Go through the lines below and tally those containing the string "clear". Respond with the number only.

- - -

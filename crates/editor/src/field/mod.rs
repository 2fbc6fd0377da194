mod image;
mod repeatable;
mod text;

use std::fmt;

use serde::{Deserialize, Serialize};
use serde_json::Value;

use crate::time::Timestamp;

pub use image::{EditableImage, ImageAffordances};
pub use repeatable::{RepeatableField, RepeatableOp};
pub use text::{EditableText, ExternalSync, FieldDisplay};

/// Session-local handle for a mounted field.
#[derive(Debug, Clone, Copy, PartialEq, Eq, Hash, PartialOrd, Ord, Serialize, Deserialize)]
#[serde(transparent)]
pub struct FieldId(usize);

impl FieldId {
    pub fn new(raw: usize) -> Self {
        Self(raw)
    }

    pub fn raw(self) -> usize {
        self.0
    }
}

impl fmt::Display for FieldId {
    fn fmt(&self, f: &mut fmt::Formatter<'_>) -> fmt::Result {
        write!(f, "field#{}", self.0)
    }
}

/// Element a text field renders as.
#[derive(Debug, Clone, Copy, PartialEq, Eq, Default, Serialize, Deserialize)]
#[serde(rename_all = "snake_case")]
pub enum FieldTag {
    H1,
    H2,
    H3,
    #[default]
    P,
    Span,
    Button,
    Li,
    Div,
}

impl FieldTag {
    pub fn tag_name(self) -> &'static str {
        match self {
            FieldTag::H1 => "h1",
            FieldTag::H2 => "h2",
            FieldTag::H3 => "h3",
            FieldTag::P => "p",
            FieldTag::Span => "span",
            FieldTag::Button => "button",
            FieldTag::Li => "li",
            FieldTag::Div => "div",
        }
    }
}

/// Declares which store entry a field edits and how it renders.
#[derive(Debug, Clone, PartialEq, Eq, Serialize, Deserialize)]
pub struct FieldBinding {
    pub path: String,
    #[serde(default)]
    pub default_value: String,
    #[serde(default)]
    pub tag: FieldTag,
    #[serde(default)]
    pub disabled: bool,
}

impl FieldBinding {
    pub fn new(path: impl Into<String>) -> Self {
        Self {
            path: path.into(),
            default_value: String::new(),
            tag: FieldTag::default(),
            disabled: false,
        }
    }

    pub fn default_value(mut self, value: impl Into<String>) -> Self {
        self.default_value = value.into();
        self
    }

    pub fn tag(mut self, tag: FieldTag) -> Self {
        self.tag = tag;
        self
    }

    pub fn disabled(mut self, disabled: bool) -> Self {
        self.disabled = disabled;
        self
    }
}

/// What every field variant shares: a store path, a current value, and a
/// way to take in values that changed elsewhere.
pub trait EditableField {
    fn path(&self) -> &str;
    fn value(&self) -> Value;
    fn is_disabled(&self) -> bool;
    fn receive_external(&mut self, value: &Value, now: Timestamp) -> ExternalSync;
}

pub enum Field {
    Text(EditableText),
    Image(EditableImage),
    Repeatable(RepeatableField),
}

impl Field {
    fn inner(&self) -> &dyn EditableField {
        match self {
            Field::Text(field) => field,
            Field::Image(field) => field,
            Field::Repeatable(field) => field,
        }
    }

    fn inner_mut(&mut self) -> &mut dyn EditableField {
        match self {
            Field::Text(field) => field,
            Field::Image(field) => field,
            Field::Repeatable(field) => field,
        }
    }

    pub fn as_text(&self) -> Option<&EditableText> {
        match self {
            Field::Text(field) => Some(field),
            _ => None,
        }
    }

    pub fn as_text_mut(&mut self) -> Option<&mut EditableText> {
        match self {
            Field::Text(field) => Some(field),
            _ => None,
        }
    }

    pub fn as_image(&self) -> Option<&EditableImage> {
        match self {
            Field::Image(field) => Some(field),
            _ => None,
        }
    }

    pub fn as_image_mut(&mut self) -> Option<&mut EditableImage> {
        match self {
            Field::Image(field) => Some(field),
            _ => None,
        }
    }

    pub fn as_repeatable(&self) -> Option<&RepeatableField> {
        match self {
            Field::Repeatable(field) => Some(field),
            _ => None,
        }
    }

    pub fn as_repeatable_mut(&mut self) -> Option<&mut RepeatableField> {
        match self {
            Field::Repeatable(field) => Some(field),
            _ => None,
        }
    }
}

impl EditableField for Field {
    fn path(&self) -> &str {
        self.inner().path()
    }

    fn value(&self) -> Value {
        self.inner().value()
    }

    fn is_disabled(&self) -> bool {
        self.inner().is_disabled()
    }

    fn receive_external(&mut self, value: &Value, now: Timestamp) -> ExternalSync {
        self.inner_mut().receive_external(value, now)
    }
}
use std::time::Duration;

use folio_markup::{
    ExecCommand, ExecEffect, Fragment, History, MarkupError, TextRange, escape_text,
};
use serde_json::Value;

use super::{EditableField, FieldBinding, FieldId};
use crate::config::EditorConfig;
use crate::store::ContentStore;
use crate::time::{Deadline, Timestamp};

const PLACEHOLDER_TEXT: &str = "Click to edit";
const PLACEHOLDER_STYLE: &str = "opacity: 0.5; font-style: italic";

#[derive(Debug, Clone, Copy, PartialEq, Eq)]
pub enum ExternalSync {
    Unchanged,
    /// The user is typing; the live DOM wins.
    Focused,
    /// Echo of the field's own recent write.
    Guarded,
    Scheduled,
    Applied,
    Rejected,
}

#[derive(Debug, Clone, PartialEq, Eq)]
pub enum FieldDisplay {
    Html(String),
    Placeholder(String),
    Empty,
}

/// While focused the field's DOM is authoritative: every input is written
/// to the store, and values arriving from the store are ignored until blur.
/// An unfocused field adopts external values after a short settling delay,
/// unless the value is just the echo of its own last write.
pub struct EditableText {
    id: FieldId,
    binding: FieldBinding,
    dom: Fragment,
    value: String,
    focused: bool,
    guard_until: Option<Timestamp>,
    pending: Option<String>,
    sync: Deadline,
    history: History,
    guard: Duration,
    sync_delay: Duration,
}

impl EditableText {
    pub fn new(
        id: FieldId,
        binding: FieldBinding,
        initial: Option<&str>,
        config: &EditorConfig,
    ) -> Self {
        let value = initial.unwrap_or_default().to_string();
        Self {
            id,
            binding,
            dom: Fragment::parse(&value),
            value,
            focused: false,
            guard_until: None,
            pending: None,
            sync: Deadline::default(),
            history: History::new(config.max_history),
            guard: config.just_saved_guard(),
            sync_delay: config.external_sync_delay(),
        }
    }

    pub fn id(&self) -> FieldId {
        self.id
    }

    pub fn binding(&self) -> &FieldBinding {
        &self.binding
    }

    /// Last value written to or adopted from the store.
    pub fn html(&self) -> &str {
        &self.value
    }

    pub fn dom(&self) -> &Fragment {
        &self.dom
    }

    pub fn is_focused(&self) -> bool {
        self.focused
    }

    pub fn is_editable(&self, edit_mode: bool) -> bool {
        edit_mode && !self.binding.disabled
    }

    pub fn can_undo(&self) -> bool {
        self.history.can_undo()
    }

    pub fn can_redo(&self) -> bool {
        self.history.can_redo()
    }

    pub fn next_deadline(&self) -> Option<Timestamp> {
        self.sync.at()
    }

    pub fn focus(&mut self) {
        self.focused = true;
    }

    pub fn blur(&mut self, store: &mut ContentStore, now: Timestamp) {
        self.focused = false;
        self.write_local(store, now);
    }

    pub fn on_input(&mut self, html: &str, store: &mut ContentStore, now: Timestamp) {
        let before = self.dom.to_html();
        self.dom = Fragment::parse(html);
        if self.dom.to_html() != before {
            self.history.record(before);
        }
        self.write_local(store, now);
    }

    /// Runs a formatting command against the live DOM. The caller follows up
    /// with [`Self::on_formatting_change`] to publish the result.
    pub fn exec(
        &mut self,
        command: &ExecCommand,
        range: TextRange,
    ) -> Result<ExecEffect, MarkupError> {
        let before = self.dom.to_html();
        let effect = self.dom.exec(command, range)?;
        if effect.changed {
            self.history.record(before);
        }
        Ok(effect)
    }

    pub fn on_formatting_change(&mut self, store: &mut ContentStore, now: Timestamp) {
        self.write_local(store, now);
    }

    pub fn undo(&mut self, store: &mut ContentStore, now: Timestamp) -> bool {
        let Some(previous) = self.history.undo(self.dom.to_html()) else {
            return false;
        };
        self.dom = Fragment::parse(&previous);
        self.write_local(store, now);
        true
    }

    pub fn redo(&mut self, store: &mut ContentStore, now: Timestamp) -> bool {
        let Some(next) = self.history.redo(self.dom.to_html()) else {
            return false;
        };
        self.dom = Fragment::parse(&next);
        self.write_local(store, now);
        true
    }

    fn write_local(&mut self, store: &mut ContentStore, now: Timestamp) {
        let html = self.dom.to_html();
        self.guard_until = Some(now + self.guard);
        self.pending = None;
        self.sync.cancel();
        self.value.clone_from(&html);
        let unchanged = match store.get(&self.binding.path) {
            None | Some(Value::Null) => html.is_empty(),
            Some(current) => current.as_str() == Some(html.as_str()),
        };
        if !unchanged {
            store.update_content(self.binding.path.clone(), html);
        }
    }

    pub fn poll(&mut self, now: Timestamp) -> bool {
        if !self.sync.fire(now) {
            return false;
        }
        let Some(incoming) = self.pending.take() else {
            return false;
        };
        if self.focused || incoming == self.value {
            return false;
        }
        tracing::debug!(field = %self.id, path = %self.binding.path, "adopting external value");
        self.dom = Fragment::parse(&incoming);
        self.value = incoming;
        true
    }

    pub fn cancel_pending(&mut self) {
        self.pending = None;
        self.sync.cancel();
    }

    pub fn display(&self, edit_mode: bool) -> FieldDisplay {
        if !self.dom.is_blank() {
            return FieldDisplay::Html(self.dom.to_html());
        }
        let default_value = self.binding.default_value.trim();
        if !default_value.is_empty() {
            return FieldDisplay::Html(escape_text(default_value));
        }
        if self.is_editable(edit_mode) {
            FieldDisplay::Placeholder(PLACEHOLDER_TEXT.to_string())
        } else {
            FieldDisplay::Empty
        }
    }

    pub fn render(&self, edit_mode: bool) -> String {
        let tag = self.binding.tag.tag_name();
        let editable = if self.is_editable(edit_mode) {
            " contenteditable=\"true\""
        } else {
            ""
        };
        match self.display(edit_mode) {
            FieldDisplay::Html(html) => format!("<{tag}{editable}>{html}</{tag}>"),
            FieldDisplay::Placeholder(hint) => format!(
                "<{tag}{editable}><span style=\"{PLACEHOLDER_STYLE}\">{}</span></{tag}>",
                escape_text(&hint)
            ),
            FieldDisplay::Empty => format!("<{tag}{editable}></{tag}>"),
        }
    }
}

impl EditableField for EditableText {
    fn path(&self) -> &str {
        &self.binding.path
    }

    fn value(&self) -> Value {
        Value::String(self.value.clone())
    }

    fn is_disabled(&self) -> bool {
        self.binding.disabled
    }

    fn receive_external(&mut self, value: &Value, now: Timestamp) -> ExternalSync {
        let incoming = match value {
            Value::String(s) => s.as_str(),
            Value::Null => "",
            other => {
                tracing::debug!(field = %self.id, %other, "ignoring non-text value");
                return ExternalSync::Rejected;
            }
        };

        if self.focused {
            return ExternalSync::Focused;
        }
        if incoming == self.value {
            self.cancel_pending();
            return ExternalSync::Unchanged;
        }
        if self.guard_until.is_some_and(|until| now < until) {
            tracing::debug!(field = %self.id, "external value arrived inside the write guard");
            return ExternalSync::Guarded;
        }

        self.pending = Some(incoming.to_string());
        self.sync.arm(now, self.sync_delay);
        ExternalSync::Scheduled
    }
}
const DEFAULT_MAX_HISTORY: usize = 200;

/// Undo/redo stacks of `innerHTML` snapshots for one editable root.
#[derive(Debug, Clone)]
pub struct History {
    undo_stack: Vec<String>,
    redo_stack: Vec<String>,
    max_len: usize,
}

impl Default for History {
    fn default() -> Self {
        Self::new(DEFAULT_MAX_HISTORY)
    }
}

impl History {
    pub fn new(max_len: usize) -> Self {
        Self {
            undo_stack: Vec::new(),
            redo_stack: Vec::new(),
            max_len: if max_len == 0 {
                DEFAULT_MAX_HISTORY
            } else {
                max_len
            },
        }
    }

    /// Records the state that existed before an edit.
    pub fn record(&mut self, before: impl Into<String>) {
        let before = before.into();
        if self.undo_stack.last() == Some(&before) {
            return;
        }
        self.undo_stack.push(before);
        self.redo_stack.clear();
        if self.undo_stack.len() > self.max_len {
            self.undo_stack.remove(0);
        }
    }

    pub fn can_undo(&self) -> bool {
        !self.undo_stack.is_empty()
    }

    pub fn can_redo(&self) -> bool {
        !self.redo_stack.is_empty()
    }

    pub fn undo(&mut self, current: impl Into<String>) -> Option<String> {
        let previous = self.undo_stack.pop()?;
        self.redo_stack.push(current.into());
        Some(previous)
    }

    pub fn redo(&mut self, current: impl Into<String>) -> Option<String> {
        let next = self.redo_stack.pop()?;
        self.undo_stack.push(current.into());
        Some(next)
    }

    pub fn clear(&mut self) {
        self.undo_stack.clear();
        self.redo_stack.clear();
    }
}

- - -

§ **Your response**: 4